Pay off debt: Next, you should aim to pay off your liabilities before you retire. When EMI payments spill on to retirement, they can eat away a large part of your cash flows. Repay long term debts like home loan and avoid taking any new liabilities when you near retirement.
Buy critical illness insurance: Another form of insurance which becomes useful in retirement is critical illness insurance. Many a time, people rely on health insurance alone. However, critical illness policies pay a lumpsum amount irrespective of hospitalization in case of critical illnesses like heart attack, cancer and paralysis, to name a few. It is for this reason that it is recommended to take a critical illness policy in addition to a health policy. Also, remember to take it for your spouse as well.
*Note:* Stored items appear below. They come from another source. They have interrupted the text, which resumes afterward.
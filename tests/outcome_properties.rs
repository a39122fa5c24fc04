//! Property-based tests for `Try` and `Either`

use proptest::prelude::*;
use std::cell::Cell;
use tryout::either::partition;
use tryout::{Cause, Either, Try};

/// `Try` holds an uncloneable cause, so properties generate a seed and build
/// as many equal outcomes from it as they need.
fn any_seed() -> impl Strategy<Value = Result<i32, String>> {
    prop_oneof![
        any::<i32>().prop_map(Ok),
        "[a-z]{1,12}".prop_map(Err),
    ]
}

fn any_either() -> impl Strategy<Value = Either<u8, i32>> {
    prop_oneof![
        any::<u8>().prop_map(Either::failure),
        any::<i32>().prop_map(Either::success),
    ]
}

fn build(seed: &Result<i32, String>) -> Try<i32> {
    match seed {
        Ok(value) => Try::success(*value),
        Err(message) => Try::failure(Cause::msg(message.clone())),
    }
}

/// Compare outcomes by value, or by cause message for failures.
fn observe(outcome: Try<i32>) -> Either<String, i32> {
    outcome.into_either().map_failure(|cause| cause.to_string())
}

fn half(v: i32) -> Try<i32> {
    if v % 2 == 0 {
        Try::success(v / 2)
    } else {
        Try::failure(Cause::msg("odd"))
    }
}

fn decrement(v: i32) -> Try<i32> {
    Try::attempt(|| v.checked_sub(1).ok_or_else(|| Cause::msg("underflow")))
}

proptest! {
    #[test]
    fn prop_right_identity(seed in any_seed()) {
        prop_assert_eq!(observe(build(&seed).and_then(Try::success)), observe(build(&seed)));
    }

    #[test]
    fn prop_associativity(seed in any_seed()) {
        prop_assert_eq!(
            observe(build(&seed).and_then(half).and_then(decrement)),
            observe(build(&seed).and_then(|v| half(v).and_then(decrement)))
        );
    }

    #[test]
    fn prop_map_runs_once_on_success_never_on_failure(seed in any_seed()) {
        let calls = Cell::new(0);
        let _ = build(&seed).map(|v| {
            calls.set(calls.get() + 1);
            v
        });
        prop_assert_eq!(calls.get(), usize::from(seed.is_ok()));
    }

    #[test]
    fn prop_and_then_runs_once_on_success_never_on_failure(seed in any_seed()) {
        let calls = Cell::new(0);
        let _ = build(&seed).and_then(|v| {
            calls.set(calls.get() + 1);
            Try::success(v)
        });
        prop_assert_eq!(calls.get(), usize::from(seed.is_ok()));
    }

    #[test]
    fn prop_or_prefers_first_success(x: i32, seed in any_seed()) {
        prop_assert_eq!(Try::success(x).or(build(&seed)).into_option(), Some(x));
    }

    #[test]
    fn prop_or_after_failure_yields_alternative(msg in "[a-z]{1,12}", seed in any_seed()) {
        let failed = Try::<i32>::failure(Cause::msg(msg));
        prop_assert_eq!(observe(failed.or(build(&seed))), observe(build(&seed)));
    }

    #[test]
    fn prop_or_else_is_lazy_on_success(x: i32) {
        let called = Cell::new(false);
        let result = Try::success(x).or_else(|| {
            called.set(true);
            Try::success(0)
        });
        prop_assert_eq!(result.into_option(), Some(x));
        prop_assert!(!called.get());
    }

    #[test]
    fn prop_conversions_agree(seed in any_seed()) {
        let either = build(&seed).into_either();
        prop_assert_eq!(either.is_success(), seed.is_ok());
        prop_assert_eq!(either.into_success(), build(&seed).into_option());
        prop_assert_eq!(build(&seed).into_option(), seed.clone().ok());
    }

    #[test]
    fn prop_filter_failure_uses_new_cause(seed in any_seed(), keep: bool) {
        let filtered = build(&seed).filter(|_| keep, || Cause::msg("filtered"));
        if seed.is_ok() && keep {
            prop_assert_eq!(filtered.into_option(), seed.ok());
        } else {
            prop_assert_eq!(observe(filtered), Either::failure("filtered".to_string()));
        }
    }

    #[test]
    fn prop_unwrap_or_else_matches_unwrap_or(seed in any_seed(), default: i32) {
        prop_assert_eq!(
            build(&seed).unwrap_or_else(|| default),
            build(&seed).unwrap_or(default)
        );
    }

    #[test]
    fn prop_either_left_identity(x: i32) {
        let f = |v: i32| -> Either<String, i32> {
            v.checked_mul(2)
                .map_or_else(|| Either::failure("overflow".to_string()), Either::success)
        };
        prop_assert_eq!(Either::success(x).and_then(f), f(x));
    }

    #[test]
    fn prop_either_map_failure_leaves_success(e in any_either()) {
        let mapped = e.map_failure(|f| u16::from(f) + 1);
        prop_assert_eq!(mapped.into_success(), e.into_success());
    }

    #[test]
    fn prop_either_success_or(e in any_either(), default: i32) {
        let expected = match e {
            Either::Success(v) => v,
            Either::Failure(_) => default,
        };
        prop_assert_eq!(e.success_or(default), expected);
    }

    #[test]
    fn prop_partition_preserves_counts(items in prop::collection::vec(any_either(), 0..50)) {
        let failures = items.iter().filter(|e| e.is_failure()).count();
        let (left, right) = partition(items.clone());
        prop_assert_eq!(left.len(), failures);
        prop_assert_eq!(right.len(), items.len() - failures);
    }
}
//! Scoped acquisition of one to five releasable resources.
//!
//! This module generalizes the single-resource bracket (acquire, use,
//! release) to a fixed chain of up to five resources:
//!
//! - [`Acquire`] - a zero-argument acquisition function
//! - [`Release`] - the capability to give a resource back, which may fail
//! - [`Releasable`] - pairs any value with a release closure
//! - [`WithResource1`] .. [`WithResource5`] - the builder chain, started by
//!   [`with_resource`] / [`with_resources`] or the same functions on `Try`
//!
//! # Protocol
//!
//! For resources `R1..Rn` and work `W`, a terminal call (`of` or
//! `of_consumer`):
//!
//! 1. acquires `R1..Rn` in declared order, stopping at the first failure;
//! 2. runs `W` with `&mut R1, .., &mut Rn` when every acquisition succeeded;
//! 3. releases every acquired resource in reverse order, attempting each
//!    release even if a later-acquired one failed to release;
//! 4. reports the work's failure first, then an acquisition failure, then the
//!    first release failure, otherwise the work's value.
//!
//! Release failures that lose to an earlier failure are logged (see the
//! `tracing` feature) instead of being dropped.
//!
//! # Example
//!
//! ```rust
//! use tryout::{releasable, Cause, Try};
//!
//! let total = Try::with_resource(|| Ok::<_, Cause>(releasable(vec![1, 2], |_| Ok::<_, Cause>(()))))
//!     .with_resource(|| Ok::<_, Cause>(releasable(vec![3], |_| Ok::<_, Cause>(()))))
//!     .of(|a, b| Ok::<_, Cause>(a.iter().chain(b.iter()).sum::<i32>()));
//!
//! assert_eq!(total.unwrap_or(0), 6);
//! ```
//!
//! # Arity
//!
//! Rust has no variadic generics, so each chain length is its own type with
//! its own `of` / `of_consumer` signature. Five is the ceiling.

pub mod builder;
pub(crate) mod scope;


use std::fmt;
use std::ops::{Deref, DerefMut};

use crate::Cause;

pub use builder::{WithResource1, WithResource2, WithResource3, WithResource4, WithResource5};

/// A resource that must be given back once it is no longer needed.
///
/// `release` consumes the resource, so it can run at most once per instance.
/// A failing release is captured like any other failure.
///
/// # Example
///
/// ```rust
/// use std::io::{self, Write};
/// use tryout::{Release, Try};
///
/// struct Journal(Vec<u8>);
///
/// impl Release for Journal {
///     type Error = io::Error;
///
///     fn release(mut self) -> io::Result<()> {
///         self.0.flush()
///     }
/// }
///
/// let written = Try::with_resource(|| Ok::<_, io::Error>(Journal(Vec::new())))
///     .of(|journal| journal.0.write(b"entry"));
/// assert_eq!(written.unwrap_or(0), 5);
/// ```
pub trait Release {
    /// The failure a release can produce.
    type Error: Into<Cause>;

    /// Give the resource back.
    fn release(self) -> Result<(), Self::Error>;
}

impl<R: Release> Release for Box<R> {
    type Error = R::Error;

    fn release(self) -> Result<(), Self::Error> {
        (*self).release()
    }
}

/// A zero-argument function that acquires a fresh [`Release`] resource.
///
/// Implemented for every `Fn() -> Result<R, E>` where `R: Release` and
/// `E: Into<Cause>`. The function is called once per terminal operation, so a
/// chain can be run repeatedly.
pub trait Acquire {
    /// The acquired resource.
    type Resource: Release;

    /// Acquire a new instance of the resource.
    fn acquire(&self) -> Result<Self::Resource, Cause>;
}

impl<F, R, E> Acquire for F
where
    F: Fn() -> Result<R, E>,
    R: Release,
    E: Into<Cause>,
{
    type Resource = R;

    fn acquire(&self) -> Result<R, Cause> {
        self().map_err(Into::into)
    }
}

/// Start a resource chain from its first acquisition function.
///
/// Same as [`Try::with_resource`](crate::Try::with_resource), without naming
/// `Try`.
///
/// # Example
///
/// ```rust
/// use tryout::testing::SpyLog;
/// use tryout::{with_resource, Cause};
///
/// let log = SpyLog::new();
/// let name = with_resource(log.resource("db")).of(|db| Ok::<_, Cause>(db.name()));
///
/// assert_eq!(name.unwrap_or("none"), "db");
/// ```
pub fn with_resource<A1>(acquire1: A1) -> WithResource1<A1>
where
    A1: Acquire,
{
    WithResource1::new(acquire1)
}

/// Start a resource chain from two acquisition functions.
pub fn with_resources<A1, A2>(acquire1: A1, acquire2: A2) -> WithResource2<A1, A2>
where
    A1: Acquire,
    A2: Acquire,
{
    WithResource2::new(acquire1, acquire2)
}

/// A value paired with the closure that releases it.
///
/// Derefs to the wrapped value, so work functions can use it directly.
pub struct Releasable<T, F> {
    value: T,
    release: F,
}

/// Pair `value` with the closure that releases it.
///
/// # Example
///
/// ```rust
/// use std::io::{BufWriter, Write};
/// use tryout::{releasable, Try};
///
/// let result = Try::with_resource(|| {
///     Ok::<_, std::io::Error>(releasable(BufWriter::new(Vec::new()), |mut w| w.flush()))
/// })
/// .of_consumer(|w| w.write_all(b"hello"));
///
/// assert!(result.is_success());
/// ```
pub fn releasable<T, F, E>(value: T, release: F) -> Releasable<T, F>
where
    F: FnOnce(T) -> Result<(), E>,
    E: Into<Cause>,
{
    Releasable { value, release }
}

impl<T, F> Releasable<T, F> {
    /// Take the value back without running the release closure.
    pub fn into_inner(self) -> T {
        self.value
    }
}

impl<T, F, E> Release for Releasable<T, F>
where
    F: FnOnce(T) -> Result<(), E>,
    E: Into<Cause>,
{
    type Error = E;

    fn release(self) -> Result<(), E> {
        (self.release)(self.value)
    }
}

impl<T, F> Deref for Releasable<T, F> {
    type Target = T;

    fn deref(&self) -> &T {
        &self.value
    }
}

impl<T, F> DerefMut for Releasable<T, F> {
    fn deref_mut(&mut self) -> &mut T {
        &mut self.value
    }
}

impl<T: fmt::Debug, F> fmt::Debug for Releasable<T, F> {
    fn fmt(&self, f: &mut fmt::Formatter<'_>) -> fmt::Result {
        f.debug_struct("Releasable")
            .field("value", &self.value)
            .field("release", &"<function>")
            .finish()
    }
}
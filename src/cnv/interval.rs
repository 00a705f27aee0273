//! Half-open genomic intervals.

use std::fmt;

/// A 0-based, half-open interval `[start, end)` on one chromosome.
#[derive(Debug, Clone, PartialEq, Eq, Hash)]
pub struct GenomicInterval {
    pub chrom: String,
    pub start: u32,
    pub end: u32,
}

impl GenomicInterval {
    pub fn new(chrom: &str, start: u32, end: u32) -> Self {
        debug_assert!(start < end, "interval {}:{}-{} is empty", chrom, start, end);
        Self { chrom: chrom.to_string(), start, end }
    }

    pub fn length(&self) -> u32 {
        self.end - self.start
    }

    /// True if both intervals are on the same chromosome and share at least one base.
    pub fn intersects(&self, other: &GenomicInterval) -> bool {
        self.chrom == other.chrom && self.start < other.end && other.start < self.end
    }

    /// Number of shared bases, 0 for disjoint intervals.
    pub fn intersection_length(&self, other: &GenomicInterval) -> u32 {
        if !self.intersects(other) {
            return 0;
        }
        self.end.min(other.end) - self.start.max(other.start)
    }

    /// Smallest interval containing both. Callers only union intervals on one chromosome.
    pub fn union(&self, other: &GenomicInterval) -> GenomicInterval {
        debug_assert_eq!(self.chrom, other.chrom);
        GenomicInterval {
            chrom: self.chrom.clone(),
            start: self.start.min(other.start),
            end: self.end.max(other.end),
        }
    }

    pub fn contains(&self, other: &GenomicInterval) -> bool {
        self.chrom == other.chrom && self.start <= other.start && other.end <= self.end
    }
}

impl fmt::Display for GenomicInterval {
    fn fmt(&self, f: &mut fmt::Formatter<'_>) -> fmt::Result {
        write!(f, "{}:{}-{}", self.chrom, self.start, self.end)
    }
}
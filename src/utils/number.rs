/// Format `value` with at most `max_decimals` fractional digits, dropping trailing zeros
/// (`0.5` → "0.5", `1.0` → "1", `0.126` → "0.13" at two decimals).
pub fn format_trimmed(value: f64, max_decimals: usize) -> String {
    let mut s = format!("{:.*}", max_decimals, value);
    if s.contains('.') {
        while s.ends_with('0') {
            s.pop();
        }
        if s.ends_with('.') {
            s.pop();
        }
    }
    if s == "-0" {
        s = "0".to_string();
    }
    s
}

#[cfg(test)]
mod tests {
    use super::*;

    #[test]
    fn test_format_trimmed() {
        assert_eq!(format_trimmed(0.5, 2), "0.5");
        assert_eq!(format_trimmed(1.0, 2), "1");
        assert_eq!(format_trimmed(12.3456, 2), "12.35");
        assert_eq!(format_trimmed(0.1, 6), "0.1");
        assert_eq!(format_trimmed(2.0 / 3.0, 6), "0.666667");
        assert_eq!(format_trimmed(0.0, 6), "0");
        assert_eq!(format_trimmed(-0.0001, 2), "0");
        assert_eq!(format_trimmed(150.0, 2), "150");
    }
}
Plan your investments smartly: An important component of retirement planning is managing your investments smartly. It is recommended to start planning for the retirement corpus in your 20s. However, when you are about 10 years away from retirement, it is important to estimate if your present investment level and corpus is sufficient for life after retirement. If this is not enough, you must immediately direct your savings to achieve the desired corpus, either by stepping up your monthly investment levels or by investing in higher yielding assets. When you near your retirement (say 5 years or less), gradually de-risk your portfolio by moving your volatile investments like equity to safer avenues like debt. While investing for the retirement corpus and while moving instruments, remember to consider your overall risk appetite and balance your investments accordingly. While equity investments come with higher risk, do keep in mind that equity as an asset class will always give better returns over the long term.
Use windfalls for critical goals: Depending on your retirement age and the age of your children, you may have to meet critical goals such as your child’s higher education or marriage, very close to your retirement. Sometimes, these goals can even get pushed beyond your retirement. It is recommended to save separately for these goals in your working years. At the time of retirement, move this corpus to debt instruments to de-risk the same. However, if the corpus saved for these critical goals is insufficient and if there is a shortfall, it is seen that many people dig into their retirement savings to meet these goals.
Now that is not a sensible move, as it can completely upset your post retirement plan. Instead, try to use any windfalls or lumpsum cash you may receive close to retirement to meet these goals. Examples of such lumpsum cash inflows include provident fund corpus and commuted portion of the pension amount taken at the time of retirement.
It is never too late to start planning for retirement. Making this a priority can go a long way in easing the stress which is often faced after retirement. Start today and prepare a robust financial plan to take care of all the above aspects.